Sous pression constante

Dans la rue, vous courez le même risque. La police cantonale contrôle les salles d’attente des gares, les lieux publics, les parcs, les foyers de requérants. Vous pouvez être arrêtés ou amendés, pour «délit de présence» ou pour «violation de domicile» si les policiers vous ont trouvé dans un foyer de requérants, en flagrant délit de prendre une douche, de partager un repas ou d’y passer la nuit. Vous vous voyez alors confisquer l’intégralité de votre aide d’urgence. Si vous récidivez en vous obstinant à rester en Suisse, les montants des amendes s’élèveront à plusieurs centaines de francs, dépassant largement la modeste somme que vous avez dans votre porte-monnaie. Si vous ne pouvez vous acquitter de l’amende, vous ferez de la prison. Dans tous les cas, une enquête pénale est ouverte. Vous comparaîtrez devant le juge, à condition que vous soyez encore là dans les deux mois qui suivent et que vous receviez la convocation, ce qui ne va pas de soi, comme vous n’avez plus d’adresse. Si vous avez la chance de posséder un portable enregistré au nom d’un citoyen suisse ou d’un étranger résidant, l’appareil, supposé volé, vous sera confisqué.

Une situation sans issue

Si vous tentez de vous réfugier dans des cantons réputés plus humains (surtout en Romandie) ou dans des grandes villes, vous dépenserez en billets de train deux fois le montant de l’aide d’urgence journalière pour un allez simple à Genève, par exemple. Si vous resquillez, vous risquez une nouvelle amende.

Une réalité brutale

A mes yeux de témoin et aux yeux des premiers concernés, «l’aide d’urgence» ainsi conçue est une gigantesque supercherie, un alibi destiné à masquer une réalité brutale, un acte de barbarie commis en violation non seulement de la Constitution, mais aussi du droit international: les traitements dont font l’objet les «NEM» soleurois s’apparentent à des traitements inhumains et dégradants.

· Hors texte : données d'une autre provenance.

//! Wire builders shared by the unit tests.

use bytes::Bytes;

use crate::dispatch::{DecodeContext, DecodeFn};
use crate::error::DecodeResult;
use crate::packet::Packet;
use crate::types::FixedHeader;

pub fn varint(mut value: usize) -> Vec<u8> {
    let mut out = Vec::new();
    loop {
        let mut byte = (value % 128) as u8;
        value /= 128;
        if value > 0 {
            byte |= 0x80;
        }
        out.push(byte);
        if value == 0 {
            return out;
        }
    }
}

/// Length-prefixed string or binary field.
pub fn prefixed(data: &[u8]) -> Vec<u8> {
    let mut out = (data.len() as u16).to_be_bytes().to_vec();
    out.extend_from_slice(data);
    out
}

/// Property with a length-prefixed value.
pub fn prefixed_property(id: u8, data: &[u8]) -> Vec<u8> {
    let mut out = vec![id];
    out.extend(prefixed(data));
    out
}

pub fn user_property(name: &str, value: &str) -> Vec<u8> {
    let mut out = vec![0x26];
    out.extend(prefixed(name.as_bytes()));
    out.extend(prefixed(value.as_bytes()));
    out
}

/// `head`, the properties length, `properties`, then `tail`.
pub fn with_properties(head: &[u8], properties: &[u8], tail: &[u8]) -> Vec<u8> {
    let mut out = head.to_vec();
    out.extend(varint(properties.len()));
    out.extend_from_slice(properties);
    out.extend_from_slice(tail);
    out
}

/// Complete packet: first byte, remaining length, body.
pub fn packet(first_byte: u8, body: &[u8]) -> Vec<u8> {
    let mut out = vec![first_byte];
    out.extend(varint(body.len()));
    out.extend_from_slice(body);
    out
}

/// Run one decoder directly on a body.
pub fn decode_with(decode_fn: DecodeFn, first_byte: u8, body: &[u8], ctx: &DecodeContext) -> DecodeResult<Packet> {
    let header = FixedHeader {
        type_code: first_byte >> 4,
        flags: first_byte & 0x0F,
        remaining_length: body.len() as u32,
        header_length: 1 + varint(body.len()).len(),
    };
    decode_fn(&header, Bytes::copy_from_slice(body), ctx)
}

pub fn decode(decode_fn: DecodeFn, first_byte: u8, body: &[u8]) -> DecodeResult<Packet> {
    decode_with(decode_fn, first_byte, body, &DecodeContext::default())
}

L’absence de logement, le manque de soins médicaux (ils n’ont droit qu’aux soins d’urgence) la malnutrition, le harcèlement par la police souvent accompagné de violences et d’injures de type raciste, et surtout le déni de leur identité individuelle rendent les gens malades physiquement et psychiquement, conduisent à des états dépressifs provoquant parfois des psychoses aiguës: lors de notre dernière rencontre hebdomadaire, nous avons accompagné deux personnes aux urgences, dont une a été admise en hôpital psychiatrique.

Une existence digne?

Si le canton de Soleure est un des plus dur, la palette des systèmes cantonaux d’aide d’urgence existant ailleurs en suisse – logement dans des abris de protection civile, des bâtiments vétustes, des centres d’urgence isolés dans la montagne (Berne), nourriture insuffisante, préemballée sous plastique, bons de repas, manque de structure d’accueil, etc. – ne répond pas non plus aux critères de ce que chacun d’entre nous, s’il devait y être soumis, oserait appeler des conditions conformes à une existence digne.